How to partition records in PySpark Azure Databricks?

Are you looking to find out how to partition PySpark DataFrame in the Azure Databricks cloud, or maybe you are looking for a solution to split records based on column identical values in PySpark Databricks using the partitionBy() method? If you are looking for any of these problem solutions, you have landed on the correct page. I will also show you how to use the partitionBy() function in DataFrames in Azure Databricks. I will explain it by taking a practical example. So don’t waste time let’s start with a step-by-step guide to understanding how to split records by column values in PySpark DataFrame.

In this blog, I will teach you the following with practical examples:

  • Syntax of partitionBy()
  • Partition data by a single column
  • Partition data by multiple columns
  • Fetch records from specific partition folder
  • Control the number of partition file
  • Control the number of records per partition file

partitionBy() method is used to split a large dataset into smaller ones based on single or multiple columns on disk.

Syntax:

dataframe_name.write.partitionBy()

What is the syntax of the partitionBy() function in PySpark Azure Databricks?

The syntax is as follows:

dataframe_name.write.partitionBy(columns)
Parameter NameRequiredDescription
columns (str or list)YesIt represents the columns to be considered for partitioning
Table 1: partitionBy() Method in PySpark Databricks Parameter list with Details

Official documentation link: partitionBy()

Create a simple DataFrame

Let’s understand the use of the partitionBy() function with a variety of examples.

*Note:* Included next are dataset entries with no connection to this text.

#[cfg(test)]
mod tests {
    use super::*;
    use chrono::TimeZone;
    use mo_core::AggregateType;
    use sqlx::sqlite::SqlitePoolOptions;
    use sqlx::SqlitePool;
    use uuid::Uuid;

    use crate::stores::init_keyring_schema;

    async fn test_pool() -> SqlitePool {
        let pool = SqlitePoolOptions::new()
            .max_connections(1)
            .connect("sqlite::memory:")
            .await
            .unwrap();
        init_keyring_schema(&pool).await.unwrap();
        pool
    }

    /// A "device": its own stores, possibly sharing a master key.
    async fn device(master: &MasterKeyHolder) -> KeyringManager {
        let pool = test_pool().await;
        KeyringManager::new(
            master.clone(),
            AggregateKeyStore::new(pool.clone(), master.clone()),
            KeyringStateStore::new(pool),
        )
    }

    fn event(
        aggregate_id: &str,
        epoch: Option<u32>,
        keyring_update: Option<Vec<u8>>,
    ) -> EventRecord {
        EventRecord {
            id: Uuid::now_v7(),
            aggregate_type: AggregateType::Goal,
            aggregate_id: AggregateId::new(aggregate_id),
            event_type: "goal.created".to_string(),
            payload_encrypted: vec![0; 32],
            keyring_update,
            version: 1,
            occurred_at: Utc.timestamp_millis_opt(1_700_000_000_000).unwrap(),
            actor_id: None,
            causation_id: None,
            correlation_id: None,
            epoch,
            commit_sequence: 1,
            global_sequence: None,
        }
    }

    #[tokio::test]
    async fn create_and_resolve_across_devices() {
        let master = MasterKeyHolder::new();
        master.set(SymmetricKey::generate());

        let device_x = device(&master).await;
        let device_y = device(&master).await;

        let id = AggregateId::new("goal-abc");
        let dek = SymmetricKey::generate();
        let t = Utc.timestamp_millis_opt(1_700_000_000_000).unwrap();

        let update = device_x
            .create_initial_update(&id, &dek, t)
            .await
            .unwrap()
            .expect("first call creates the keyring");
        assert_eq!(update.epoch, 0);

        // Device Y has empty stores and learns the DEK from the in-band
        // update alone.
        let ev = event("goal-abc", None, Some(update.keyring_update));
        let resolved = device_y.resolve_key_for_event(&ev).await.unwrap();
        assert_eq!(resolved, dek);

        // Y's aggregate key store now holds the DEK.
        assert_eq!(device_y.keys.get(&id).await.unwrap().unwrap(), dek);
    }

    #[tokio::test]
    async fn create_initial_update_is_idempotent() {
        let master = MasterKeyHolder::new();
        master.set(SymmetricKey::generate());
        let manager = device(&master).await;

        let id = AggregateId::new("goal-abc");
        let dek = SymmetricKey::generate();
        let t = Utc::now();

        assert!(manager
            .create_initial_update(&id, &dek, t)
            .await
            .unwrap()
            .is_some());
        assert!(manager
            .create_initial_update(&id, &dek, t)
            .await
            .unwrap()
            .is_none());
    }

    #[tokio::test]
    async fn multi_epoch_resolution() {
        let master = MasterKeyHolder::new();
        master.set(SymmetricKey::generate());

        let device_x = device(&master).await;
        let device_y = device(&master).await;

        let id = AggregateId::new("goal-abc");
        let dek_v0 = SymmetricKey::generate();
        let dek_v1 = SymmetricKey::generate();
        let t = Utc::now();

        device_x
            .create_initial_update(&id, &dek_v0, t)
            .await
            .unwrap()
            .unwrap();
        let rotated = device_x.rotate_epoch(&id, &dek_v1, t).await.unwrap();
        assert_eq!(rotated.epoch, 1);

        // Event at epoch 1 carries the rotated keyring; a later read at
        // epoch 0 needs no update.
        let ev1 = event("goal-abc", Some(1), Some(rotated.keyring_update));
        let ev0 = event("goal-abc", Some(0), None);

        assert_eq!(device_y.resolve_key_for_event(&ev1).await.unwrap(), dek_v1);
        assert_eq!(device_y.resolve_key_for_event(&ev0).await.unwrap(), dek_v0);

        assert_eq!(device_y.keys.get(&id).await.unwrap().unwrap(), dek_v1);
        assert_eq!(device_y.get_current_epoch(&id).await.unwrap(), Some(1));
    }

    #[tokio::test]
    async fn tampered_aggregate_id_is_rejected() {
        let master = MasterKeyHolder::new();
        master.set(SymmetricKey::generate());

        let device_x = device(&master).await;
        let device_y = device(&master).await;

        let id = AggregateId::new("goal-abc");
        let dek = SymmetricKey::generate();
        let update = device_x
            .create_initial_update(&id, &dek, Utc::now())
            .await
            .unwrap()
            .unwrap();

        // Decode the update, retarget it, and re-encrypt under the same
        // owner key: the mismatch check must still fire.
        let owner_key = device_x.owner_key(&id).unwrap();
        let plain = mo_crypto::decrypt(&update.keyring_update, &owner_key, &[]).unwrap();
        let mut keyring: Keyring = serde_json::from_slice(&plain).unwrap();
        keyring.aggregate_id = AggregateId::new("goal-other");
        let forged =
            mo_crypto::encrypt(&serde_json::to_vec(&keyring).unwrap(), &owner_key, &[]).unwrap();

        let ev = event("goal-abc", None, Some(forged));
        let err = device_y.resolve_key_for_event(&ev).await.unwrap_err();
        assert!(matches!(err, KeyringError::AggregateMismatch { .. }));
    }

    #[tokio::test]
    async fn missing_epoch_is_missing_key() {
        let master = MasterKeyHolder::new();
        master.set(SymmetricKey::generate());
        let manager = device(&master).await;

        let id = AggregateId::new("goal-abc");
        manager
            .create_initial_update(&id, &SymmetricKey::generate(), Utc::now())
            .await
            .unwrap();

        let err = manager.resolve_key_for_epoch(&id, 5).await.unwrap_err();
        assert!(matches!(err, KeyringError::MissingKey { epoch: 5, .. }));
    }

    #[tokio::test]
    async fn legacy_fallback_reads_aggregate_key_store_at_epoch_zero() {
        let master = MasterKeyHolder::new();
        master.set(SymmetricKey::generate());
        let manager = device(&master).await;

        let id = AggregateId::new("goal-legacy");
        let dek = SymmetricKey::generate();
        manager.keys.put(&id, &dek).await.unwrap();

        // No keyring row: epoch 0 falls back, anything else is missing.
        assert_eq!(manager.resolve_key_for_epoch(&id, 0).await.unwrap(), dek);
        assert!(matches!(
            manager.resolve_key_for_epoch(&id, 1).await.unwrap_err(),
            KeyringError::MissingKey { .. }
        ));
    }

    #[tokio::test]
    async fn master_key_absence_is_a_deferral() {
        let master = MasterKeyHolder::new();
        let manager = device(&master).await;

        let ev = event("goal-abc", None, None);
        assert!(matches!(
            manager.resolve_key_for_event(&ev).await.unwrap_err(),
            KeyringError::MasterKeyNotSet
        ));
    }

    #[tokio::test]
    async fn recipient_envelope_unwraps_with_recipient_private_key() {
        let master = MasterKeyHolder::new();
        master.set(SymmetricKey::generate());
        let manager = device(&master).await;

        let id = AggregateId::new("goal-abc");
        let dek = SymmetricKey::generate();
        manager
            .create_initial_update(&id, &dek, Utc::now())
            .await
            .unwrap();

        let recipient = mo_crypto::generate_encryption_keypair().unwrap();
        manager
            .add_recipient(&id, "device-y", &recipient.public)
            .await
            .unwrap();

        let keyring = manager.get_keyring(&id).await.unwrap().unwrap();
        let envelope = &keyring.epoch(0).unwrap().recipient_envelopes[0];
        assert_eq!(envelope.recipient_id, "device-y");

        let unwrapped = mo_crypto::unwrap_key(&envelope.envelope, &recipient.private).unwrap();
        assert_eq!(unwrapped, dek.to_vec());
    }
}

Let’s start by creating a DataFrame.

Gentle reminder:

In Databricks,

  • sparkSession made available as spark
  • sparkContext made available as sc

In case, you want to create it manually, use the below code.

from pyspark.sql.session import SparkSession

spark = SparkSession.builder 
    .master("local[*]") 
    .appName("azurelib.com") 
    .getOrCreate()

sc = spark.sparkContext

a) Create manual PySpark DataFrame

data = [
    ("Olga Glatskikh","Russia",2004,"Rhythmic Gymnastics",1,0,0,1),
    ("Anna Pavlova","Russia",2004,"Swimming",0,0,2,2),
    ("Dan Izotov","Russia",2008,"Swimming",0,1,0,1),
    ("Katie Ledecky","United States",2012,"Swimming",1,0,0,1),
    ("Kyla Ross","United States",2008,"Gymnastics",1,0,0,1),
    ("Tasha Schwikert-Warren","United States",2000,"Gymnastics",0,0,1,1),
    ("Yang Yun","China",2000,"Gymnastics",0,0,1,1),
    ("Yang Yilin","China",2008,"Diving",1,0,2,3),
    ("Chen Ruolin","China",2008,"Diving",2,0,0,2)
]

df = spark.createDataFrame(data, schema=["Athlete","Country","Year","Sport","Gold","Silver","Bronze","Total"])
df.printSchema()
df.show(truncate=False)

"""
root
 |-- Athlete: string (nullable = true)
 |-- Country: string (nullable = true)
 |-- Year: long (nullable = true)
 |-- Sport: string (nullable = true)
 |-- Gold: long (nullable = true)
 |-- Silver: long (nullable = true)
 |-- Bronze: long (nullable = true)
 |-- Total: long (nullable = true)

+----------------------+-------------+----+-------------------+----+------+------+-----+
|Athlete               |Country      |Year|Sport              |Gold|Silver|Bronze|Total|
+----------------------+-------------+----+-------------------+----+------+------+-----+
|Olga Glatskikh        |Russia       |2004|Rhythmic Gymnastics|1   |0     |0     |1    |
|Anna Pavlova          |Russia       |2004|Swimming           |0   |0     |2     |2    |
|Dan Izotov            |Russia       |2008|Swimming           |0   |1     |0     |1    |
|Katie Ledecky         |United States|2012|Swimming           |1   |0     |0     |1    |
|Kyla Ross             |United States|2008|Gymnastics         |1   |0     |0     |1    |
|Tasha Schwikert-Warren|United States|2000|Gymnastics         |0   |0     |1     |1    |
|Yang Yun              |China        |2000|Gymnastics         |0   |0     |1     |1    |
|Yang Yilin            |China        |2008|Diving             |1   |0     |2     |3    |
|Chen Ruolin           |China        |2008|Diving             |2   |0     |0     |2    |
+----------------------+-------------+----+-------------------+----+------+------+-----+
"""

b) Creating a DataFrame by reading files

Download and use the below source file.

# replace the file_path with the source file location which you have downloaded.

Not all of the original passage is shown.